Terlebih kegiatan tersebut melibatkan sejumlah pihak yang sama-sama memiliki harapan dan andil dalam upaya pelestarian kebudayaan di Kabupaten Indramayu sekaligus sebagai akselerasi kebijakan pemerintah daerah dalam kemajuan kebudayaan.
“Kami berharap kegiatan positif ini terus terlaksana di masa mendatang karena pemerintah daerah membutuhkan masukan dan saran dari para ahli terutama di bidang pelestarian kebudayaan dalam pelaksanaan UU Pemajuan Kebudayaan 2017,” ujar Aan Hendrajana.
Di tempat yang sama Ruhaliah mengatakan, pelestarian tradisi Bujanggaan dan tradisi pembacaan naskah kuno memiliki tingkat kompleksitas yang tinggi.

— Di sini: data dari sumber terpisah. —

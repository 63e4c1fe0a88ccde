//! Tab-stop alignment and tab-over caret movement.

use crate::outcome::Outcome;
use crate::source::{LineSource, Position};

/// Widest tab stop accepted from config or the command line
pub const MAX_TAB_SIZE: usize = 256;

/// Bring `tab_size` into `1..=MAX_TAB_SIZE`.
pub fn clamp_tab_size(tab_size: usize) -> usize {
    tab_size.clamp(1, MAX_TAB_SIZE)
}

/// Smallest multiple of `tab_size` strictly greater than `column`.
/// A tab size of 0 is treated as 1.
pub fn next_tab_stop(column: usize, tab_size: usize) -> usize {
    let tab_size = clamp_tab_size(tab_size);
    (column / tab_size).saturating_add(1).saturating_mul(tab_size)
}

/// Move the caret to the next tab stop, padding with spaces when the stop
/// lies past the end of the line.
///
/// - empty line: insert `column + tab_size` spaces
/// - caret at (or past) end of a non-empty line: pad up to the stop
/// - stop at or beyond the end of the line: caret to end of line
/// - otherwise: caret to the stop
pub fn insert_tab_stop<S: LineSource + ?Sized>(src: &mut S, tab_size: usize) -> Outcome {
    let tab_size = clamp_tab_size(tab_size);
    let Position { line, column } = src.caret();
    let len = src.line_length(line);

    if len == 0 {
        let width = column.saturating_add(tab_size);
        src.replace_range(line, 0, 0, &" ".repeat(width));
        return edited(src, line, width);
    }

    let stop = next_tab_stop(column, tab_size);
    if column >= len {
        src.replace_range(line, len, len, &" ".repeat(stop - len));
        return edited(src, line, stop);
    }

    let target = if stop >= len { len } else { stop };
    tracing::debug!(line, column, stop, target, "tab stop move");
    src.set_caret(Position::new(line, target));
    Outcome::moved(line, target)
}

fn edited<S: LineSource + ?Sized>(src: &mut S, line: usize, column: usize) -> Outcome {
    let caret = Position::new(line, column);
    src.set_caret(caret);
    tracing::debug!(%caret, "tab stop padded");
    Outcome::Edited { lines: 1, caret }
}

/// Advance the caret by `tab_size` columns without editing.
///
/// At end of line the caret moves to the start of the next line; on the last
/// line that is a no-op.
pub fn tab_over<S: LineSource + ?Sized>(src: &mut S, tab_size: usize) -> Outcome {
    let tab_size = clamp_tab_size(tab_size);
    let Position { line, column } = src.caret();
    let len = src.line_length(line);

    let target = if column >= len {
        if line + 1 >= src.line_count() {
            return Outcome::Unchanged;
        }
        Position::new(line + 1, 0)
    } else {
        Position::new(line, column.saturating_add(tab_size).min(len))
    };

    src.set_caret(target);
    Outcome::Moved { to: target }
}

Disebut demikian karena Bujanggaan dan pembacaan naskah kuno diperlukan keterampilan penguasaan nada yang khas, penghafalan terhadap metrum tertentu, dan juga pembacaan terhadap aksara-aksara lokal.
Iskandar Zulkarnaen, penulis buku Wiralodra dalam Arsip Kolonial dan Naskah Kuno dalam paparannya mengatakan, dari aspek sejarahnya, tradisi Bujanggaan menjadi salah satu media yang efektif untuk meluruskan fakta-fakta sejarah tentang Indramayu.

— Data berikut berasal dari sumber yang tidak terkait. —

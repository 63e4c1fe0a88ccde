use anyhow::{anyhow, Context, Result};
use clap::Parser;

use tally::cli::CliArgs;
use tally::commands::{execute, COMMANDS};
use tally::document::RopeDocument;
use tally::source::LineSource;

fn main() -> Result<()> {
    tally::tracing::init();

    let args = CliArgs::parse();
    let list = args.list;
    let Some(invocation) = args.into_invocation().map_err(|e| anyhow!(e))? else {
        if list {
            for def in COMMANDS {
                println!("{:<22} {}", def.name, def.label);
            }
        }
        return Ok(());
    };

    let mut doc = RopeDocument::from_file(&invocation.file)
        .with_context(|| format!("Failed to read {}", invocation.file.display()))?;
    doc.set_caret(invocation.caret);

    let outcome = execute(invocation.command, &mut doc, &invocation.config);

    if invocation.json {
        println!("{}", serde_json::to_string(&outcome)?);
    } else {
        println!("{}: {}", invocation.command, outcome);
    }

    if invocation.write && matches!(outcome, tally::Outcome::Edited { .. }) {
        doc.save(&invocation.file)
            .with_context(|| format!("Failed to write {}", invocation.file.display()))?;
        tracing::info!("Wrote {}", invocation.file.display());
    }

    Ok(())
}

“Bagaimanapun juga tradisi Bujanggaan memiliki peranan penting dalam pewarisan sejarah, meskipun tidak dapat dipungkiri bahwa seiring berjalannya waktu, muncul fakta-fakta baru dalam penulisan sejarah Indramayu,” paparnya.
Sedangkan Supali Kasim, pegiat sastra daerah Indramayu menuturkan, pelestarian tradisi Bujanggaan tidak hanya bentuknya saja melainkan juga melalui ragam transformasi yang relevan dengan perkembangan zaman.

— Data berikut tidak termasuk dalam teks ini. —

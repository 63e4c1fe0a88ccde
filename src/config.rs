//! Editor configuration persistence
//!
//! Stores user preferences in `~/.config/tally/config.yaml`

use std::path::Path;

use serde::{Deserialize, Serialize};

use crate::tab_stop::MAX_TAB_SIZE;

/// Settings read by the editor commands
#[derive(Debug, Clone, PartialEq, Eq, Serialize, Deserialize)]
#[serde(default)]
pub struct EditorConfig {
    /// Width of a tab stop in columns
    pub tab_size: usize,
    /// Indent width; trace lines are indented by twice this
    pub indent_size: usize,
    /// Lines kept visible above a previous-function match (0 disables)
    pub function_scroll_context: usize,
    /// Macro inserted at the top of each function body
    pub trace_macro: String,
    /// Other trace macros removed along with `trace_macro`
    pub trace_companions: Vec<String>,
    /// A document containing this marker has its trace lines removed
    pub no_trace_marker: String,
    /// File name fragments that always get trace lines removed
    pub header_extensions: Vec<String>,
}

impl Default for EditorConfig {
    fn default() -> Self {
        Self {
            tab_size: 4,
            indent_size: 4,
            function_scroll_context: 2,
            trace_macro: "TRACEFUNC".to_string(),
            trace_companions: vec!["TRACEADD".to_string()],
            no_trace_marker: "/*NoTrace*/".to_string(),
            header_extensions: vec![".hxx".to_string(), ".hpp".to_string()],
        }
    }
}

/// Errors from reading or writing a config file
#[derive(Debug, Clone)]
pub enum ConfigError {
    NoConfigDir,
    IoError(String),
    ParseError(String),
    InvalidValue(String),
}

impl std::fmt::Display for ConfigError {
    fn fmt(&self, f: &mut std::fmt::Formatter<'_>) -> std::fmt::Result {
        match self {
            ConfigError::NoConfigDir => write!(f, "No config directory available"),
            ConfigError::IoError(e) => write!(f, "IO error: {}", e),
            ConfigError::ParseError(e) => write!(f, "Parse error: {}", e),
            ConfigError::InvalidValue(e) => write!(f, "Invalid value: {}", e),
        }
    }
}

impl std::error::Error for ConfigError {}

impl EditorConfig {
    /// Load config from the user config directory, or return defaults if not found
    pub fn load() -> Self {
        let Some(path) = crate::config_paths::config_file() else {
            tracing::debug!("No config directory available, using defaults");
            return Self::default();
        };
        Self::load_or_default(&path)
    }

    /// Load config from `path`, falling back to defaults on any failure
    pub fn load_or_default(path: &Path) -> Self {
        if !path.exists() {
            tracing::debug!(
                "Config file not found at {}, using defaults",
                path.display()
            );
            return Self::default();
        }

        match Self::load_from(path) {
            Ok(config) => {
                tracing::info!("Loaded config from {}", path.display());
                config
            }
            Err(e) => {
                tracing::warn!("Failed to load config at {}: {}", path.display(), e);
                Self::default()
            }
        }
    }

    /// Read and parse a config file
    pub fn load_from(path: &Path) -> Result<Self, ConfigError> {
        let content =
            std::fs::read_to_string(path).map_err(|e| ConfigError::IoError(e.to_string()))?;
        Self::from_yaml(&content)
    }

    /// Parse config from YAML. Missing fields take their defaults.
    pub fn from_yaml(yaml: &str) -> Result<Self, ConfigError> {
        let config: Self =
            serde_yaml::from_str(yaml).map_err(|e| ConfigError::ParseError(e.to_string()))?;
        config.validate()?;
        Ok(config)
    }

    /// Reject widths outside `1..=MAX_TAB_SIZE` and a blank trace macro
    pub fn validate(&self) -> Result<(), ConfigError> {
        for (key, value) in [("tab_size", self.tab_size), ("indent_size", self.indent_size)] {
            if !(1..=MAX_TAB_SIZE).contains(&value) {
                return Err(ConfigError::InvalidValue(format!(
                    "{key} must be between 1 and {MAX_TAB_SIZE}, got {value}"
                )));
            }
        }
        if self.trace_macro.trim().is_empty() {
            return Err(ConfigError::InvalidValue(
                "trace_macro must not be empty".to_string(),
            ));
        }
        Ok(())
    }

    /// Save config to the user config directory
    pub fn save(&self) -> Result<(), ConfigError> {
        let path = crate::config_paths::config_file().ok_or(ConfigError::NoConfigDir)?;
        self.save_to(&path)
    }

    /// Save config to `path`, creating the parent directory if needed
    pub fn save_to(&self, path: &Path) -> Result<(), ConfigError> {
        if let Some(parent) = path.parent() {
            std::fs::create_dir_all(parent).map_err(|e| ConfigError::IoError(e.to_string()))?;
        }

        let content =
            serde_yaml::to_string(self).map_err(|e| ConfigError::ParseError(e.to_string()))?;

        std::fs::write(path, content).map_err(|e| ConfigError::IoError(e.to_string()))?;

        tracing::info!("Saved config to {}", path.display());
        Ok(())
    }

    /// Every macro name whose lines are removed by the trace toggle.
    /// Blank names are skipped, since they would match every line.
    pub fn trace_names(&self) -> impl Iterator<Item = &str> {
        std::iter::once(self.trace_macro.as_str())
            .chain(self.trace_companions.iter().map(String::as_str))
            .filter(|name| !name.trim().is_empty())
    }
}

Sri Tanjung mengharapkan, upaya pelestarian tradisi Bujanggaan harus dilakukan secara kolektif dan melibatkan seluruh unsur masyarakat dan pemerintah sebagai pemangku kepentingan.
“Sehingga anak cucu kita di masa mendatang tidak kehilangan identitas dirinya sebagai bangsa yang kaya akan budaya dan seni tradisi,” tegasnya.